Assigned task: Nothing in the entries may change when they are transcribed.

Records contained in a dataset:
* * * * * * *
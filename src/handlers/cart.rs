use std::sync::Arc;

use axum::{
    extract::{Path, State},
    routing::{get, post},
    Router,
};
use rust_decimal::Decimal;
use serde::Serialize;
use uuid::Uuid;

use crate::handlers::common::{
    map_service_error, no_content_response, success_response, SessionId,
};
use crate::services::{catalog::ResolvedLine, pricing::PricingCalculator};
use crate::{entities::product::ProductType, errors::ApiError, AppState};

/// Creates the router for cart endpoints. All of them are pure session-state
/// manipulation; nothing here touches stock.
pub fn cart_routes() -> Router<Arc<AppState>> {
    Router::new()
        .route("/", get(view_cart))
        .route(
            "/items/{product_id}",
            post(add_to_cart).delete(remove_one_from_cart),
        )
        .route("/clear", post(clear_cart))
}

/// One display line of a resolved cart.
#[derive(Debug, Serialize)]
pub struct CartLine {
    pub product_id: Uuid,
    pub name: String,
    pub product_type: ProductType,
    pub unit_price: Decimal,
    pub quantity: i32,
    pub line_total: Decimal,
}

/// Resolved cart with display totals.
#[derive(Debug, Serialize)]
pub struct CartView {
    pub lines: Vec<CartLine>,
    pub subtotal: Decimal,
    pub tax: Decimal,
    pub total: Decimal,
}

impl CartView {
    fn build(lines: Vec<ResolvedLine>, pricing: &PricingCalculator) -> Self {
        let totals = pricing.totals(lines.iter().map(|l| (l.product.price, l.quantity)));
        let lines = lines
            .into_iter()
            .map(|l| CartLine {
                product_id: l.product.id,
                name: l.product.name,
                product_type: l.product.product_type,
                unit_price: l.product.price,
                quantity: l.quantity,
                line_total: PricingCalculator::line_total(l.product.price, l.quantity),
            })
            .collect();

        Self {
            lines,
            subtotal: totals.subtotal,
            tax: totals.tax,
            total: totals.total,
        }
    }
}

/// Resolved cart contents with display totals. Stale entries referencing
/// deleted products are dropped from the view.
async fn view_cart(
    State(state): State<Arc<AppState>>,
    session: SessionId,
) -> Result<impl axum::response::IntoResponse, ApiError> {
    let cart = state.sessions.cart(&session.0);
    let lines = state
        .services
        .catalog
        .resolve_cart(&cart)
        .await
        .map_err(map_service_error)?;

    Ok(success_response(CartView::build(
        lines,
        &state.services.pricing,
    )))
}

/// Add one unit of the product to the session cart
async fn add_to_cart(
    State(state): State<Arc<AppState>>,
    session: SessionId,
    Path(product_id): Path<Uuid>,
) -> Result<impl axum::response::IntoResponse, ApiError> {
    state
        .sessions
        .update(&session.0, |cart| cart.add(product_id));

    let cart = state.sessions.cart(&session.0);
    let lines = state
        .services
        .catalog
        .resolve_cart(&cart)
        .await
        .map_err(map_service_error)?;

    Ok(success_response(CartView::build(
        lines,
        &state.services.pricing,
    )))
}

/// Remove one unit; a no-op when the product is not in the cart.
async fn remove_one_from_cart(
    State(state): State<Arc<AppState>>,
    session: SessionId,
    Path(product_id): Path<Uuid>,
) -> Result<impl axum::response::IntoResponse, ApiError> {
    state
        .sessions
        .update(&session.0, |cart| cart.remove_one(product_id));

    Ok(no_content_response())
}

/// Empty the session cart
async fn clear_cart(
    State(state): State<Arc<AppState>>,
    session: SessionId,
) -> Result<impl axum::response::IntoResponse, ApiError> {
    state.sessions.update(&session.0, |cart| cart.clear());

    Ok(success_response(serde_json::json!({
        "message": "Cart cleared"
    })))
}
* * * * * * *
Solution to the exercise:
filename src/handlers/cart.rs
use std::sync::Arc;

use axum::{
    extract::{Path, State},
    routing::{get, post},
    Router,
};
use rust_decimal::Decimal;
use serde::Serialize;
use uuid::Uuid;

use crate::handlers::common::{
    map_service_error, no_content_response, success_response, SessionId,
};
use crate::services::{catalog::ResolvedLine, pricing::PricingCalculator};
use crate::{entities::product::ProductType, errors::ApiError, AppState};

/// Creates the router for cart endpoints. All of them are pure session-state
/// manipulation; nothing here touches stock.
pub fn cart_routes() -> Router<Arc<AppState>> {
    Router::new()
        .route("/", get(view_cart))
        .route(
            "/items/{product_id}",
            post(add_to_cart).delete(remove_one_from_cart),
        )
        .route("/clear", post(clear_cart))
}

/// One display line of a resolved cart.
#[derive(Debug, Serialize)]
pub struct CartLine {
    pub product_id: Uuid,
    pub name: String,
    pub product_type: ProductType,
    pub unit_price: Decimal,
    pub quantity: i32,
    pub line_total: Decimal,
}

/// Resolved cart with display totals.
#[derive(Debug, Serialize)]
pub struct CartView {
    pub lines: Vec<CartLine>,
    pub subtotal: Decimal,
    pub tax: Decimal,
    pub total: Decimal,
}

impl CartView {
    fn build(lines: Vec<ResolvedLine>, pricing: &PricingCalculator) -> Self {
        let totals = pricing.totals(lines.iter().map(|l| (l.product.price, l.quantity)));
        let lines = lines
            .into_iter()
            .map(|l| CartLine {
                product_id: l.product.id,
                name: l.product.name,
                product_type: l.product.product_type,
                unit_price: l.product.price,
                quantity: l.quantity,
                line_total: PricingCalculator::line_total(l.product.price, l.quantity),
            })
            .collect();

        Self {
            lines,
            subtotal: totals.subtotal,
            tax: totals.tax,
            total: totals.total,
        }
    }
}

/// Resolved cart contents with display totals. Stale entries referencing
/// deleted products are dropped from the view.
async fn view_cart(
    State(state): State<Arc<AppState>>,
    session: SessionId,
) -> Result<impl axum::response::IntoResponse, ApiError> {
    let cart = state.sessions.cart(&session.0);
    let lines = state
        .services
        .catalog
        .resolve_cart(&cart)
        .await
        .map_err(map_service_error)?;

    Ok(success_response(CartView::build(
        lines,
        &state.services.pricing,
    )))
}

/// Add one unit of the product to the session cart
async fn add_to_cart(
    State(state): State<Arc<AppState>>,
    session: SessionId,
    Path(product_id): Path<Uuid>,
) -> Result<impl axum::response::IntoResponse, ApiError> {
    state
        .sessions
        .update(&session.0, |cart| cart.add(product_id));

    let cart = state.sessions.cart(&session.0);
    let lines = state
        .services
        .catalog
        .resolve_cart(&cart)
        .await
        .map_err(map_service_error)?;

    Ok(success_response(CartView::build(
        lines,
        &state.services.pricing,
    )))
}

/// Remove one unit; a no-op when the product is not in the cart.
async fn remove_one_from_cart(
    State(state): State<Arc<AppState>>,
    session: SessionId,
    Path(product_id): Path<Uuid>,
) -> Result<impl axum::response::IntoResponse, ApiError> {
    state
        .sessions
        .update(&session.0, |cart| cart.remove_one(product_id));

    Ok(no_content_response())
}

/// Empty the session cart
async fn clear_cart(
    State(state): State<Arc<AppState>>,
    session: SessionId,
) -> Result<impl axum::response::IntoResponse, ApiError> {
    state.sessions.update(&session.0, |cart| cart.clear());

    Ok(success_response(serde_json::json!({
        "message": "Cart cleared"
    })))
}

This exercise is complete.